Rehydrating the Dehydrated Pediatric Patient: Intravenous vs. Nasogastric Fluids
Abstract & Commentary
Source: Nager AL, Wang VJ. Comparison of nasogastric and intravenous methods of rehydration in pediatric patients with acute dehydration. Pediatrics 2002;109:566-572.
Traditional therapy for dehydration in developed countries centers around hospitalization and intravenous fluid (IVF) therapy. Oral replacement therapy (ORT) solutions containing glucose and electrolytes are used widely in developing countries, but often are regarded as substandard or less preferable by clinicians in the United States. In an effort to evaluate alternatives to IVF, Nager and Wang studied rapid nasogastric (RNG) volume resuscitation, comparing this approach to rapid intravenous (RIV) hydration.
The authors analyzed 90 children, ages 3-36 months, with acute dehydration from presumed viral gastroenteritis presenting to the emergency department (ED) of Children’s Hospital of Los Angeles. All cases had acute illnesses (< 7 days) featuring vomiting, diarrhea, and insufficient oral intake. Attending physicians judged each case as mild (3-5%) or moderate (6-9%) dehydration based on 11 published clinical criteria.1 Children with severe (> 10%) dehydration, bowel obstruction, or specific acute systemic illness were excluded.
Each patient had body weight determined before and after ED therapy; intake and output recorded; and blood, urine, and stool studies performed. In 92% of cases, final diagnosis was viral gastroenteritis. Initial serum bicarbonate was 15.2 mmol/L, with anion gap averaging 19.5. Cases were randomized to either RNG (n=46) with 50 mL/kg of Pedialyte over a three-hour period via a 5 French silastic feeding tube passed over Cetacaine nasal analgesia and into the stomach, or to RIV (n=44) with normal saline at 50 mL/kg over a three-hour period via a 22- or 24-gauge IV catheter. Children whose vital signs and clinical dehydration indicators improved, and who could tolerate ORT in improved amounts, were discharged to telephone follow-up 24 hours later.
Assessments at the conclusion of the three-hour therapy period revealed some unexpected findings. Only two (4%) RNG placements were unsuccessful (one tube pulled out; one nosebleed), whereas 27 (61%) attempts to place an IV needle required multiple procedures (p < 0.0001). Final heart rate was 126 beats per minute in both groups. Weight gain after treatment was greater for RIV (3.5% body weight) than for RNG (2.2% body weight; p = 0.008). Return rate for additional ED therapy was 18% for RNG vs. 15% for RIV (p = 0.78). Post-treatment determinations for urine specific gravity were 1.012 vs. 1.019 (p < 0.001), for serum bicarbonate were 17.0 vs. 14.7 mmol/L (p < 0.001), for blood urea nitrogen (BUN) were 8 vs. 9 mmol/L (p < 0.001), for persistent ketonuria were 43% vs. 82% (p < 0.001), and for urine specific gravity exceeding 1.025 were 11% vs. 32% (p < 0.001) for RNG vs. RIV, respectively. Cost per case was calculated at $525.90 for RNG vs. $642.64 for RIV (18% difference). The authors conclude that RNG at 50 mL/kg over a three-hour period is just as effective as RIV in volume-contracted children and improves overall ED efficiency of therapy.

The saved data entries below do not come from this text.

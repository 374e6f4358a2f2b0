use alloy::{
    eips::BlockNumberOrTag,
    primitives::U256,
    providers::Provider,
};
use color_eyre::eyre::{self, Context as _, OptionExt as _};

/// Latest time at which a submitted transaction may still be mined, in unix seconds.
#[derive(Debug, Clone, Copy, PartialEq, Eq, PartialOrd, Ord)]
pub struct TransactionDeadline(u64);

impl TransactionDeadline {
    pub fn from_block_timestamp(timestamp: u64, ttl_secs: u64) -> Self {
        Self(timestamp.saturating_add(ttl_secs))
    }

    /// `ttl_secs` after the timestamp of the latest block.
    pub async fn latest<P: Provider>(provider: &P, ttl_secs: u64) -> eyre::Result<Self> {
        let block = provider
            .get_block_by_number(BlockNumberOrTag::Latest)
            .await
            .wrap_err("failed to fetch latest block")?
            .ok_or_eyre("latest block not available")?;
        Ok(Self::from_block_timestamp(block.header.timestamp, ttl_secs))
    }

    pub fn timestamp(&self) -> u64 {
        self.0
    }

    pub fn to_u256(&self) -> U256 {
        U256::from(self.0)
    }

    pub fn is_expired(&self, now: u64) -> bool {
        now > self.0
    }
}
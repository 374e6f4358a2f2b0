//! Response shapes of the queries in [`super::queries`].
//!
//! The subgraph encodes `BigDecimal` and `BigInt` fields as JSON strings; [`num`] decodes
//! them into floats and integers.
use std::collections::HashMap;

use serde::Deserialize;

use super::document::SubgraphId;

pub mod num {
    use serde::{Deserialize, Deserializer, de::Error as _};

    #[derive(Deserialize)]
    #[serde(untagged)]
    enum StrOrNum {
        Str(String),
        Float(f64),
    }

    pub fn f64<'de, D: Deserializer<'de>>(d: D) -> Result<f64, D::Error> {
        match StrOrNum::deserialize(d)? {
            StrOrNum::Str(s) => s.trim().parse().map_err(D::Error::custom),
            StrOrNum::Float(v) => Ok(v),
        }
    }

    pub fn u64<'de, D: Deserializer<'de>>(d: D) -> Result<u64, D::Error> {
        match StrOrNum::deserialize(d)? {
            StrOrNum::Str(s) => s.trim().parse().map_err(D::Error::custom),
            StrOrNum::Float(v) if v >= 0.0 && v.fract() == 0.0 => Ok(v as u64),
            StrOrNum::Float(v) => Err(D::Error::custom(format!("{v} is not an unsigned integer"))),
        }
    }

    pub fn u8<'de, D: Deserializer<'de>>(d: D) -> Result<u8, D::Error> {
        let v = u64(d)?;
        u8::try_from(v).map_err(D::Error::custom)
    }
}

#[derive(Debug, Clone, Deserialize)]
pub struct BlockNumber {
    #[serde(deserialize_with = "num::u64")]
    pub number: u64,
}

#[derive(Debug, Clone, Deserialize)]
#[serde(rename_all = "camelCase")]
pub struct ChainIndexingStatus {
    pub chain_head_block: BlockNumber,
    pub latest_block: BlockNumber,
}

#[derive(Debug, Clone, Deserialize)]
pub struct IndexingStatus {
    pub synced: bool,
    pub health: String,
    pub chains: Vec<ChainIndexingStatus>,
}

#[derive(Debug, Clone, Deserialize)]
#[serde(rename_all = "camelCase")]
pub struct HealthResponse {
    pub indexing_status_for_current_version: Option<IndexingStatus>,
}

/// Token identity fields, as selected inside pairs and search results.
#[derive(Debug, Clone, Deserialize)]
pub struct TokenRef {
    pub id: SubgraphId,
    pub symbol: String,
    #[serde(default)]
    pub name: Option<String>,
    #[serde(deserialize_with = "num::u8")]
    pub decimals: u8,
}

#[derive(Debug, Clone, Deserialize)]
#[serde(rename_all = "camelCase")]
pub struct TokenSearchItem {
    pub id: SubgraphId,
    pub symbol: String,
    pub name: String,
    #[serde(deserialize_with = "num::u8")]
    pub decimals: u8,
    #[serde(deserialize_with = "num::f64")]
    pub total_liquidity: f64,
}

#[derive(Debug, Clone, Deserialize)]
#[serde(rename_all = "camelCase")]
pub struct TokenSearchResponse {
    pub as_symbol: Vec<TokenSearchItem>,
    pub as_name: Vec<TokenSearchItem>,
    pub as_address: Vec<TokenSearchItem>,
}

#[derive(Debug, Clone, Deserialize)]
pub struct PairWithTokens {
    pub id: SubgraphId,
    pub token0: TokenRef,
    pub token1: TokenRef,
}

#[derive(Debug, Clone, Deserialize)]
#[serde(rename_all = "camelCase")]
pub struct PairSearchResponse {
    pub as0: Vec<PairWithTokens>,
    pub as1: Vec<PairWithTokens>,
    pub as_address: Vec<PairWithTokens>,
}

/// The `TokenFields` fragment.
#[derive(Debug, Clone, Deserialize)]
#[serde(rename_all = "camelCase")]
pub struct TokenFields {
    pub id: SubgraphId,
    pub name: String,
    pub symbol: String,
    #[serde(deserialize_with = "num::u8")]
    pub decimals: u8,
    #[serde(rename = "derivedETH", deserialize_with = "num::f64")]
    pub derived_eth: f64,
    #[serde(deserialize_with = "num::f64")]
    pub trade_volume: f64,
    #[serde(rename = "tradeVolumeUSD", deserialize_with = "num::f64")]
    pub trade_volume_usd: f64,
    #[serde(rename = "untrackedVolumeUSD", deserialize_with = "num::f64")]
    pub untracked_volume_usd: f64,
    #[serde(deserialize_with = "num::f64")]
    pub total_liquidity: f64,
    #[serde(default, deserialize_with = "num::u64")]
    pub tx_count: u64,
}

#[derive(Debug, Clone, Deserialize)]
pub struct TokensResponse {
    pub tokens: Vec<TokenFields>,
}

#[derive(Debug, Clone, Deserialize)]
pub struct IdOnly {
    pub id: SubgraphId,
}

#[derive(Debug, Clone, Deserialize)]
pub struct PairIdsResponse {
    pub pairs: Vec<IdOnly>,
}

/// Pairs holding a token as `token0` and as `token1`.
#[derive(Debug, Clone, Deserialize)]
pub struct TokenPairsResponse {
    pub pairs0: Vec<IdOnly>,
    pub pairs1: Vec<IdOnly>,
}

/// The `PairFields` fragment.
#[derive(Debug, Clone, Deserialize)]
#[serde(rename_all = "camelCase")]
pub struct PairFields {
    pub id: SubgraphId,
    #[serde(rename = "trackedReserveETH", deserialize_with = "num::f64")]
    pub tracked_reserve_eth: f64,
    #[serde(rename = "volumeUSD", deserialize_with = "num::f64")]
    pub volume_usd: f64,
    #[serde(rename = "reserveUSD", deserialize_with = "num::f64")]
    pub reserve_usd: f64,
    #[serde(deserialize_with = "num::f64")]
    pub total_supply: f64,
    pub token0: TokenRef,
    pub token1: TokenRef,
}

#[derive(Debug, Clone, Deserialize)]
pub struct PairsResponse {
    pub pairs: Vec<PairFields>,
}

#[derive(Debug, Clone, Deserialize)]
#[serde(rename_all = "camelCase")]
pub struct HistoricalPair {
    pub id: SubgraphId,
    #[serde(rename = "reserveUSD", deserialize_with = "num::f64")]
    pub reserve_usd: f64,
    #[serde(rename = "trackedReserveETH", deserialize_with = "num::f64")]
    pub tracked_reserve_eth: f64,
    #[serde(rename = "volumeUSD", deserialize_with = "num::f64")]
    pub volume_usd: f64,
    #[serde(rename = "untrackedVolumeUSD", deserialize_with = "num::f64")]
    pub untracked_volume_usd: f64,
    #[serde(deserialize_with = "num::f64")]
    pub total_supply: f64,
}

#[derive(Debug, Clone, Deserialize)]
pub struct HistoricalPairsResponse {
    pub pairs: Vec<HistoricalPair>,
}

#[derive(Debug, Clone, Deserialize)]
#[serde(rename_all = "camelCase")]
pub struct Bundle {
    pub id: String,
    #[serde(deserialize_with = "num::f64")]
    pub eth_price: f64,
}

#[derive(Debug, Clone, Deserialize)]
pub struct BundlesResponse {
    pub bundles: Vec<Bundle>,
}

#[derive(Debug, Clone, Deserialize)]
#[serde(rename_all = "camelCase")]
pub struct FactoryData {
    pub id: String,
    #[serde(rename = "totalVolumeUSD", deserialize_with = "num::f64")]
    pub total_volume_usd: f64,
    #[serde(rename = "totalVolumeETH", deserialize_with = "num::f64")]
    pub total_volume_eth: f64,
    #[serde(rename = "untrackedVolumeUSD", deserialize_with = "num::f64")]
    pub untracked_volume_usd: f64,
    #[serde(rename = "totalLiquidityUSD", deserialize_with = "num::f64")]
    pub total_liquidity_usd: f64,
    #[serde(rename = "totalLiquidityETH", deserialize_with = "num::f64")]
    pub total_liquidity_eth: f64,
    #[serde(deserialize_with = "num::u64")]
    pub tx_count: u64,
    #[serde(deserialize_with = "num::u64")]
    pub pair_count: u64,
}

#[derive(Debug, Clone, Deserialize)]
#[serde(rename_all = "camelCase")]
pub struct FactoriesResponse {
    pub uniswap_factories: Vec<FactoryData>,
}

#[derive(Debug, Clone, Deserialize)]
#[serde(rename_all = "camelCase")]
pub struct TokenDayData {
    pub id: String,
    #[serde(deserialize_with = "num::u64")]
    pub date: u64,
    #[serde(rename = "priceUSD", deserialize_with = "num::f64")]
    pub price_usd: f64,
    #[serde(deserialize_with = "num::f64")]
    pub total_liquidity_token: f64,
    #[serde(rename = "totalLiquidityUSD", deserialize_with = "num::f64")]
    pub total_liquidity_usd: f64,
    #[serde(rename = "totalLiquidityETH", deserialize_with = "num::f64")]
    pub total_liquidity_eth: f64,
    #[serde(rename = "dailyVolumeETH", deserialize_with = "num::f64")]
    pub daily_volume_eth: f64,
    #[serde(deserialize_with = "num::f64")]
    pub daily_volume_token: f64,
    #[serde(rename = "dailyVolumeUSD", deserialize_with = "num::f64")]
    pub daily_volume_usd: f64,
}

#[derive(Debug, Clone, Deserialize)]
#[serde(rename_all = "camelCase")]
pub struct TokenChartResponse {
    pub token_day_datas: Vec<TokenDayData>,
}

#[derive(Debug, Clone, Deserialize)]
#[serde(rename_all = "camelCase")]
pub struct FactoryDayData {
    pub id: String,
    #[serde(deserialize_with = "num::u64")]
    pub date: u64,
    #[serde(rename = "totalVolumeUSD", deserialize_with = "num::f64")]
    pub total_volume_usd: f64,
    #[serde(rename = "dailyVolumeUSD", deserialize_with = "num::f64")]
    pub daily_volume_usd: f64,
    #[serde(rename = "dailyVolumeETH", deserialize_with = "num::f64")]
    pub daily_volume_eth: f64,
    #[serde(rename = "totalLiquidityUSD", deserialize_with = "num::f64")]
    pub total_liquidity_usd: f64,
    #[serde(rename = "totalLiquidityETH", deserialize_with = "num::f64")]
    pub total_liquidity_eth: f64,
}

#[derive(Debug, Clone, Deserialize)]
#[serde(rename_all = "camelCase")]
pub struct GlobalChartResponse {
    pub uniswap_day_datas: Vec<FactoryDayData>,
}

#[derive(Debug, Clone, Deserialize)]
pub struct BlockData {
    pub id: String,
    #[serde(deserialize_with = "num::u64")]
    pub number: u64,
    #[serde(deserialize_with = "num::u64")]
    pub timestamp: u64,
}

#[derive(Debug, Clone, Deserialize)]
pub struct BlockResponse {
    pub blocks: Vec<BlockData>,
}

/// Response of [`super::queries::get_blocks`]: `t<timestamp>` → matching blocks.
pub type AliasedBlocks = HashMap<String, Vec<BlockNumber>>;

#[derive(Debug, Clone, Deserialize)]
#[serde(rename_all = "camelCase")]
pub struct DerivedEth {
    #[serde(rename = "derivedETH", deserialize_with = "num::f64")]
    pub derived_eth: f64,
}

#[derive(Debug, Clone, Deserialize)]
#[serde(rename_all = "camelCase")]
pub struct EthPriceOnly {
    #[serde(deserialize_with = "num::f64")]
    pub eth_price: f64,
}

/// Response of [`super::queries::prices_by_block`]; either alias may be null when the
/// entity did not exist yet at that block.
pub type AliasedPrices = HashMap<String, Option<serde_json::Value>>;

Commentary by Michael Felz, MD
The "hassle" of fluid administration is reduced by NG tube placement as compared to often-difficult intravenous catheterization. In somewhat surprising fashion, several laboratory markers of volume contraction and metabolic acidosis were statistically better for RNG therapy compared to IVF infusion, which commonly is regarded as "superior." Estimated cost reductions also favored RNG statistically. Failure rates were below 20% and statistically similar for each group. RNG even worked in a small subset of patients proved to have bacterial enteritis and urinary tract infections, in addition to cases with presumed viral illness.
The authors cite prior studies comparing RNG to IVF therapy, but these all involved hospitalized children treated over a 24-hour span, or were done in developing countries such as those in Africa. What impressed me about this three-hour NG "rehydration" approach was its simplicity, success rate, and convincing superiority in laboratory markers of volume contraction. The RNG approach offers patient, parent, and ED staff acceptance, ease of administration, laboratory improvements, cost benefits, and recovery rates that equal—and for the most part surpass—the benefits of traditional IVF therapy. And it requires only three hours.
I readily admit that NG administration of fluid would be an unfamiliar mode of therapy for most parents with sick children in the ED. Yet perhaps this is directly related to lack of familiarity among the physicians caring for such children.
Dr. Felz, Associate Professor, Department of Family Medicine, Medical College of Georgia, Augusta, GA, is on the Editorial Board of Emergency Medicine Alert.
References
1. Gorelick MH et al. Validity and reliability of clinical signs in the diagnosis of dehydration in children. Pediatrics 1997;99:e6.